A New World (Short-) Order!

Wednesday, January 24, 2007

Cripes! Now we're supposed to walk on eggshells with regard to the feelings of short-order cooks?

A leading restaurant association has called for the cancellation of a TV commercial featuring Britney Spears' estranged husband, Kevin Federline, as a failed rap star working in a fast-food eatery.

...

[T]he National Restaurant Association's Chief Executive Steven Anderson has written to Nationwide saying the ad leaves the impression that working in a restaurant is demeaning and unpleasant and asking the commercial to be dumped.

"An ad such as this would be a strong and a direct insult to the 12.8 million Americans who work in the restaurant industry," wrote Anderson, head of the association that represents 935,000 U.S. restaurants. "Developing creative concepts that accomplish the marketing strategies for a product should not require denigrating another industry." [bold added]
Earth to Mr.
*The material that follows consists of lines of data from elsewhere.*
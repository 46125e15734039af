//! Fmt command implementation

use std::path::PathBuf;
use std::process::ExitCode;

use super::{report_warnings, EXIT_ERROR, EXIT_SUCCESS};
use crate::config::SumConfig;
use crate::fmt::format_script;

/// Execute the fmt command
pub fn run_fmt(files: &[PathBuf], check: bool, stdout_mode: bool, config: &SumConfig) -> ExitCode {
    let mut needs_formatting = false;
    let options = config.format_options();

    for file in files {
        let content = match std::fs::read_to_string(file) {
            Ok(c) => c,
            Err(e) => {
                eprintln!("Error: Cannot read '{}': {}", file.display(), e);
                return ExitCode::from(EXIT_ERROR);
            }
        };

        let (formatted, warnings) = match format_script(&content, &options) {
            Ok(f) => f,
            Err(e) => {
                eprintln!("Error: Cannot format '{}': {}", file.display(), e);
                return ExitCode::from(EXIT_ERROR);
            }
        };

        // Rewriting would drop the rows and tokens these warnings point at.
        if !warnings.is_empty() && !stdout_mode {
            report_warnings(file, &warnings, false);
            eprintln!(
                "Error: {}: not formatted, fix the {} warning(s) first",
                file.display(),
                warnings.len()
            );
            return ExitCode::from(EXIT_ERROR);
        }
        if !report_warnings(file, &warnings, config.validate.strict) {
            return ExitCode::from(EXIT_ERROR);
        }

        if check {
            if content != formatted {
                eprintln!("{}: needs formatting", file.display());
                needs_formatting = true;
            }
        } else if stdout_mode {
            print!("{}", formatted);
        } else if content != formatted {
            if let Err(e) = std::fs::write(file, &formatted) {
                eprintln!("Error: Cannot write '{}': {}", file.display(), e);
                return ExitCode::from(EXIT_ERROR);
            }
            eprintln!("{}: formatted", file.display());
        } else {
            eprintln!("{}: already formatted", file.display());
        }
    }

    if check && needs_formatting {
        ExitCode::from(EXIT_ERROR)
    } else {
        ExitCode::from(EXIT_SUCCESS)
    }
}
//! Text serialization of SUM documents
//!
//! Writes the canonical layout: version line, `s=`, optional `fps=`, `bpx=`,
//! then one `b{` section for a still image or one `f{` section per animation
//! frame. Rows without foreground pixels are never written.

use crate::models::{SumDocument, Warning};
use crate::parser::{parse_str, ParseError};
use crate::ranges::encode_columns;
use std::collections::BTreeSet;
use std::fmt;

/// Serialization switches.
#[derive(Debug, Clone, Default)]
pub struct FormatOptions {
    /// Write a row identical to an earlier row of the same frame as `dK`.
    pub dedupe_rows: bool,
}

/// Serialize a document with default options.
///
/// # Examples
///
/// ```
/// use std::collections::BTreeSet;
/// use sumimg::fmt::to_sum_string;
/// use sumimg::models::{BackgroundMode, CanvasSize, Frame, RowEntry, SumDocument};
///
/// let frame = Frame::new(vec![
///     RowEntry::new(1, BTreeSet::from([1])),
///     RowEntry::new(2, BTreeSet::from([2, 3])),
/// ]);
/// let canvas = CanvasSize::new(3, 2).unwrap();
/// let doc = SumDocument::still(canvas, BackgroundMode::Opaque, frame).unwrap();
/// assert_eq!(to_sum_string(&doc), "!sum1.0\ns=3x2;\nbpx=w;\nb{\n1:1;\n2:2-3;\n}\n");
/// ```
pub fn to_sum_string(document: &SumDocument) -> String {
    to_sum_string_with(document, &FormatOptions::default())
}

/// Serialize a document.
pub fn to_sum_string_with(document: &SumDocument, options: &FormatOptions) -> String {
    SumText { document, options }.to_string()
}

/// Canonical text of a document, written through [`fmt::Display`].
struct SumText<'a> {
    document: &'a SumDocument,
    options: &'a FormatOptions,
}

impl fmt::Display for SumText<'_> {
    fn fmt(&self, f: &mut fmt::Formatter<'_>) -> fmt::Result {
        let document = self.document;
        let canvas = document.canvas();

        writeln!(f, "!sum{}", document.version())?;
        writeln!(f, "s={}x{};", canvas.width, canvas.height)?;
        if let Some(rate) = document.frame_rate() {
            writeln!(f, "fps={}", rate)?;
        }
        writeln!(f, "bpx={};", document.background().code())?;

        let opener = if document.is_animated() { "f{" } else { "b{" };

        for frame in document.frames() {
            writeln!(f, "{}", opener)?;

            let mut written: Vec<&BTreeSet<u32>> = Vec::new();
            for entry in frame.rows.iter().filter(|entry| !entry.columns.is_empty()) {
                let earlier = if self.options.dedupe_rows {
                    written.iter().position(|columns| *columns == &entry.columns)
                } else {
                    None
                };

                match earlier {
                    Some(index) => writeln!(f, "{}:d{};", entry.row, index + 1)?,
                    None => writeln!(f, "{}:{};", entry.row, encode_columns(&entry.columns))?,
                }
                written.push(&entry.columns);
            }

            writeln!(f, "}}")?;
        }

        Ok(())
    }
}

/// Re-read a SUM script and write it back in canonical form.
///
/// Returns the formatted text and the warnings raised while reading it.
pub fn format_script(
    content: &str,
    options: &FormatOptions,
) -> Result<(String, Vec<Warning>), ParseError> {
    let result = parse_str(content)?;
    Ok((to_sum_string_with(&result.document, options), result.warnings))
}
Anderson: Most of those jobs are demeaning and unpleasant, which is why most of them are held by kids until they complete their educations and move on to something else. When I was young, I did my time in the fast food industry and it was in no small part the knowledge that I would be moving on fairly quickly that made the monotonous, grimy, low-paying, dead-end work bearable. And no, I would not have felt "insulted" by the Kevin Federline ad. In fact, I would have laughed about it.

There is nothing wrong with working in fast food. It is honest work. But since most such jobs below management require so little mental effort, they are, by nature, more of an introduction to employment or maybe a stopgap measure than an actual career. This is why the idea of a commercial showing a failed rapper there is funny: Barring horrendous misfortune, choice, or some very unusual circumstance, the only way an adult his age will end up working such a job is through a comical degree of foolishness.

There is a difference between taking a crappy job while you're paying your dues and taking a crappy job because you didn't. I would dare say that the vast majority of fast-food workers are bright enough to realize this. Steven Anderson should try giving them a little more credit.